◆ **Prompt**:
Look through the material below and return every line that contains "Result".

★ ★ ★

//! Transport - owns the single physical connection to the backend
//!
//! The transport runs one connection task (spawned on the current `LocalSet`)
//! that dials through a [`Connector`], pumps inbound frames to a
//! [`TransportObserver`], and redials with [`Backoff`] whenever the session
//! ends. Nothing outside this module sees a reconnect except through the
//! observer callbacks and [`Transport::state`].
//!
//! Frames sent while not connected are dropped, not queued: subscriptions are
//! replayed from the topic registry on every reconnect and console commands
//! are rejected up front, so a queue would only replay stale intent.

pub mod backoff;
pub mod state;
pub mod ws;

use std::cell::{Cell, RefCell};
use std::rc::{Rc, Weak};
use std::time::Duration;

use async_trait::async_trait;
use shared_types::OutboundFrame;
use tokio::sync::mpsc;
use tokio::task::JoinHandle;
use tokio::time::Instant;

use crate::collaborators::AuthProvider;
use backoff::{Backoff, BackoffConfig};
pub use state::ConnectionState;

// ============================================================================
// Error Types
// ============================================================================

#[derive(Debug, thiserror::Error, Clone, PartialEq)]
pub enum TransportError {
    #[error("Transport was torn down")]
    Closed,

    #[error("No credential available or session not ready")]
    NotAuthenticated,

    #[error("Handshake rejected: {0}")]
    Handshake(String),

    #[error("IO error: {0}")]
    Io(String),
}

// ============================================================================
// Seams
// ============================================================================

/// One established session: text frames out, text frames in.
///
/// The session is over when `inbound` yields `None`. Dropping `outbound`
/// tells the connector to close its side.
pub struct Session {
    pub outbound: mpsc::UnboundedSender<String>,
    pub inbound: mpsc::UnboundedReceiver<String>,
}

/// Dials the backend. Implemented over WebSocket by [`ws::WsConnector`].
#[async_trait(?Send)]
pub trait Connector {
    async fn connect(&self, credential: &str) -> Result<Session, TransportError>;
}

/// Callbacks from the connection task.
pub trait TransportObserver {
    /// A session is up but not yet announced. Frames pushed here go out
    /// before anyone can observe the connected state.
    fn on_established(&self);
    /// The transport is now `Connected`.
    fn on_open(&self);
    /// One inbound text frame, in arrival order.
    fn on_frame(&self, frame: String);
    /// A connected session was lost; a reconnect is scheduled.
    fn on_close(&self);
}

/// Where outbound frames go.
pub trait FrameSink {
    fn is_connected(&self) -> bool;
    /// Write a frame on the live session if there is one. Returns whether it was written.
    fn push_frame(&self, frame: &OutboundFrame) -> bool;
}

// ============================================================================
// Transport
// ============================================================================

pub struct Transport {
    connector: Rc<dyn Connector>,
    backoff: BackoffConfig,
    ping_interval: Option<Duration>,
    state: Cell<ConnectionState>,
    link: RefCell<Option<mpsc::UnboundedSender<String>>>,
    task: RefCell<Option<JoinHandle<()>>>,
    torn_down: Cell<bool>,
    attempts: Cell<u64>,
}

impl Transport {
    pub fn new(
        connector: Rc<dyn Connector>,
        backoff: BackoffConfig,
        ping_interval: Option<Duration>,
    ) -> Self {
        Self {
            connector,
            backoff,
            ping_interval,
            state: Cell::new(ConnectionState::Disconnected),
            link: RefCell::new(None),
            task: RefCell::new(None),
            torn_down: Cell::new(false),
            attempts: Cell::new(0),
        }
    }

    pub fn state(&self) -> ConnectionState {
        self.state.get()
    }

    /// Number of dial attempts made so far.
    pub fn attempts(&self) -> u64 {
        self.attempts.get()
    }

    /// Start the connection task. No-op while a connection is active or pending.
    ///
    /// Must be called from within a `LocalSet`.
    pub fn connect(
        self: &Rc<Self>,
        auth: Rc<dyn AuthProvider>,
        observer: Weak<dyn TransportObserver>,
    ) -> Result<(), TransportError> {
        if self.torn_down.get() {
            return Err(TransportError::Closed);
        }
        if self.state.get().is_active() {
            tracing::debug!(state = %self.state.get(), "connect ignored, transport already active");
            return Ok(());
        }

        self.transition(ConnectionState::Connecting);
        let transport = Rc::clone(self);
        let handle = tokio::task::spawn_local(async move {
            transport.run(auth, observer).await;
        });
        *self.task.borrow_mut() = Some(handle);
        Ok(())
    }

    /// Terminal teardown: cancels the connection task, including any pending
    /// backoff timer, and drops the session.
    pub fn disconnect(&self) {
        self.torn_down.set(true);
        if let Some(task) = self.task.borrow_mut().take() {
            task.abort();
        }
        self.link.borrow_mut().take();
        if self.state.get() != ConnectionState::Disconnected {
            self.transition(ConnectionState::Disconnected);
            tracing::info!("transport torn down");
        }
    }

    /// Send a raw text frame. Dropped (returns `false`) unless connected.
    pub fn send(&self, frame: &str) -> bool {
        if !self.state.get().is_connected() {
            tracing::debug!(state = %self.state.get(), "dropping frame while not connected");
            return false;
        }
        self.write(frame.to_string())
    }

    fn write(&self, frame: String) -> bool {
        match self.link.borrow().as_ref() {
            Some(link) => link.send(frame).is_ok(),
            None => false,
        }
    }

    fn transition(&self, next: ConnectionState) {
        let current = self.state.get();
        if current == next {
            return;
        }
        if !current.can_transition_to(next) {
            tracing::error!(from = %current, to = %next, "unexpected transport transition");
        }
        tracing::debug!(from = %current, to = %next, "transport state");
        self.state.set(next);
    }

    async fn run(self: Rc<Self>, auth: Rc<dyn AuthProvider>, observer: Weak<dyn TransportObserver>) {
        let mut backoff = Backoff::new(self.backoff.clone());

        loop {
            if self.torn_down.get() || observer.upgrade().is_none() {
                return;
            }
            self.transition(ConnectionState::Connecting);
            self.attempts.set(self.attempts.get() + 1);

            let attempt = match auth.credential() {
                Some(credential) if auth.is_ready() => self.connector.connect(&credential).await,
                _ => Err(TransportError::NotAuthenticated),
            };
            if self.torn_down.get() {
                return;
            }

            match attempt {
                Ok(session) => {
                    let opened = Instant::now();
                    self.drive_session(session, &observer).await;
                    if self.torn_down.get() {
                        return;
                    }
                    // a session that drops right after the handshake keeps growing the delay
                    if opened.elapsed() >= self.backoff.max {
                        backoff.reset();
                    }
                }
                Err(e) => {
                    tracing::warn!(error = %e, attempt = self.attempts.get(), "connection attempt failed");
                    self.transition(ConnectionState::Reconnecting);
                }
            }

            let delay = backoff.next_delay();
            tracing::info!(delay_ms = delay.as_millis() as u64, "reconnecting after backoff");
            tokio::time::sleep(delay).await;
        }
    }

    async fn drive_session(&self, session: Session, observer: &Weak<dyn TransportObserver>) {
        let Session {
            outbound,
            mut inbound,
        } = session;
        *self.link.borrow_mut() = Some(outbound);

        if let Some(observer) = observer.upgrade() {
            observer.on_established();
        }
        self.transition(ConnectionState::Connected);
        tracing::info!("transport connected");
        if let Some(observer) = observer.upgrade() {
            observer.on_open();
        }

        let mut keepalive = self
            .ping_interval
            .map(|period| tokio::time::interval_at(Instant::now() + period, period));
        let ping = OutboundFrame::Ping.to_json();

        loop {
            tokio::select! {
                frame = inbound.recv() => {
                    let Some(frame) = frame else { break };
                    let Some(observer) = observer.upgrade() else { break };
                    observer.on_frame(frame);
                    if self.torn_down.get() {
                        return;
                    }
                }
                _ = next_tick(&mut keepalive) => {
                    if !self.write(ping.clone()) {
                        tracing::debug!("keepalive ping not written");
                    }
                }
            }
        }

        self.link.borrow_mut().take();
        if self.torn_down.get() {
            return;
        }
        self.transition(ConnectionState::Reconnecting);
        tracing::warn!("transport connection lost");
        if let Some(observer) = observer.upgrade() {
            observer.on_close();
        }
    }
}

async fn next_tick(keepalive: &mut Option<tokio::time::Interval>) {
    match keepalive {
        Some(interval) => {
            interval.tick().await;
        }
        None => std::future::pending::<()>().await,
    }
}

impl FrameSink for Transport {
    fn is_connected(&self) -> bool {
        self.state.get().is_connected()
    }

    fn push_frame(&self, frame: &OutboundFrame) -> bool {
        self.write(frame.to_json())
    }
}

// ============================================================================
// Tests
// ============================================================================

★ ★ ★

◆ **Response to this task**:
    async fn connect(&self, credential: &str) -> Result<Session, TransportError>;
    ) -> Result<(), TransportError> {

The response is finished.